Whenever I work with a new patient, I have them line up their supplements and take a picture of what they have tried and what their experience was with the supplement. You can view the pictures here:
One patient had tried each of these products.

There are ingredients in these products that WILL trigger a SIBO response:

Jarro Dophilus – maltodextrin, tapioca starch, contains dairy (milk) and soy (if an issue)
Florastor - has 33 mg of lactose!!!
Align - has lactose (milk) and sucrose (latter isn’t an issue for most SIBO, but good to know)
Culturelle – has inulin
Jarrow Ideal Bowel Support - has potato starch and soy (if an issue)
Pears YB – has pectin
Probio Pure's – has tapioca starch
Prescription assist - has prebiotics

VSL3 – has maltose (this is glucose, and SIBO patients do not usually react to this). Each 2 capsule serving has 225 billion lactic acid producing flora, the sachets have 450 billion, and this will trigger a reaction in the small intestine – this is too high a dose – when it comes to probiotics, more is not better. VSL3 has some studies showing that it is beneficial in study subjects with various inflammatory bowel conditions. For those patients, with an inflammatory bowel disease (in their colon) treatment would include 150-225 billion flora. You would need to target the large intestine with this dose.

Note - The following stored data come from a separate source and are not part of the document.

use std::fmt;

use chrono::{Duration, Utc};
use jsonwebtoken::{decode, encode, Algorithm, DecodingKey, EncodingKey, Header, Validation};
use uuid::Uuid;

use crate::modules::auth::application::ports::outgoing::{TokenClaims, TokenError, TokenProvider};

use super::jwt_config::JwtConfig;

#[derive(Clone)]
pub struct JwtTokenService {
    config: JwtConfig,
    encoding_key: EncodingKey,
    decoding_key: DecodingKey,
}

#[cfg(not(tarpaulin_include))]
impl fmt::Debug for JwtTokenService {
    fn fmt(&self, f: &mut fmt::Formatter<'_>) -> fmt::Result {
        f.debug_struct("JwtTokenService")
            .field("config", &"JwtConfig")
            .finish()
    }
}

impl JwtTokenService {
    pub fn new(config: JwtConfig) -> Self {
        let encoding_key = EncodingKey::from_secret(config.secret_key.as_bytes());
        let decoding_key = DecodingKey::from_secret(config.secret_key.as_bytes());

        Self {
            config,
            encoding_key,
            decoding_key,
        }
    }

    fn generate_token(
        &self,
        user_id: Uuid,
        token_type: &str,
        expiry_seconds: i64,
    ) -> Result<String, TokenError> {
        let now = Utc::now();
        let expiration = now + Duration::seconds(expiry_seconds);

        let claims = TokenClaims {
            sub: user_id,
            iss: self.config.issuer.clone(),
            exp: expiration.timestamp(),
            iat: now.timestamp(),
            nbf: now.timestamp(),
            token_type: token_type.to_string(),
        };

        encode(&Header::new(Algorithm::HS256), &claims, &self.encoding_key)
            .map_err(|e| TokenError::EncodingError(e.to_string()))
    }
}

impl TokenProvider for JwtTokenService {
    fn generate_access_token(&self, user_id: Uuid) -> Result<String, TokenError> {
        self.generate_token(user_id, "access", self.config.access_token_expiry)
    }

    fn generate_refresh_token(&self, user_id: Uuid) -> Result<String, TokenError> {
        self.generate_token(user_id, "refresh", self.config.refresh_token_expiry)
    }

    fn verify_token(&self, token: &str) -> Result<TokenClaims, TokenError> {
        let mut validation = Validation::new(Algorithm::HS256);
        validation.leeway = 30;
        validation.validate_nbf = true;
        validation.set_issuer(&[&self.config.issuer]);

        let decoded =
            decode::<TokenClaims>(token, &self.decoding_key, &validation).map_err(|e| {
                use jsonwebtoken::errors::ErrorKind;

                match e.kind() {
                    ErrorKind::ExpiredSignature => {
                        tracing::debug!("Token verification failed: token expired");
                        TokenError::TokenExpired
                    }
                    ErrorKind::ImmatureSignature => TokenError::TokenNotYetValid,
                    ErrorKind::InvalidIssuer => TokenError::InvalidIssuer,
                    ErrorKind::InvalidSignature => TokenError::InvalidSignature,
                    _ => TokenError::MalformedToken,
                }
            })?;

        Ok(decoded.claims)
    }
}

Introducing any of these direct to consumer probiotic lines will work again SIBO treatment. Aside from VSL3, there are ingredients in each of these that should not be introduced until flora balance has been restored. These ingredients will continue to fuel the overgrowth of organisms in the small intestine and make it harder to knock out long term.

For patients with SIBO, I often start with less than 1 million dose of flora, taking targeted probiotic strains at 1/4 of a million dose. My patients are instructed to open the capsule and take a partial dose as we begin the introduction of probiotics into their SIBO treatment regimen.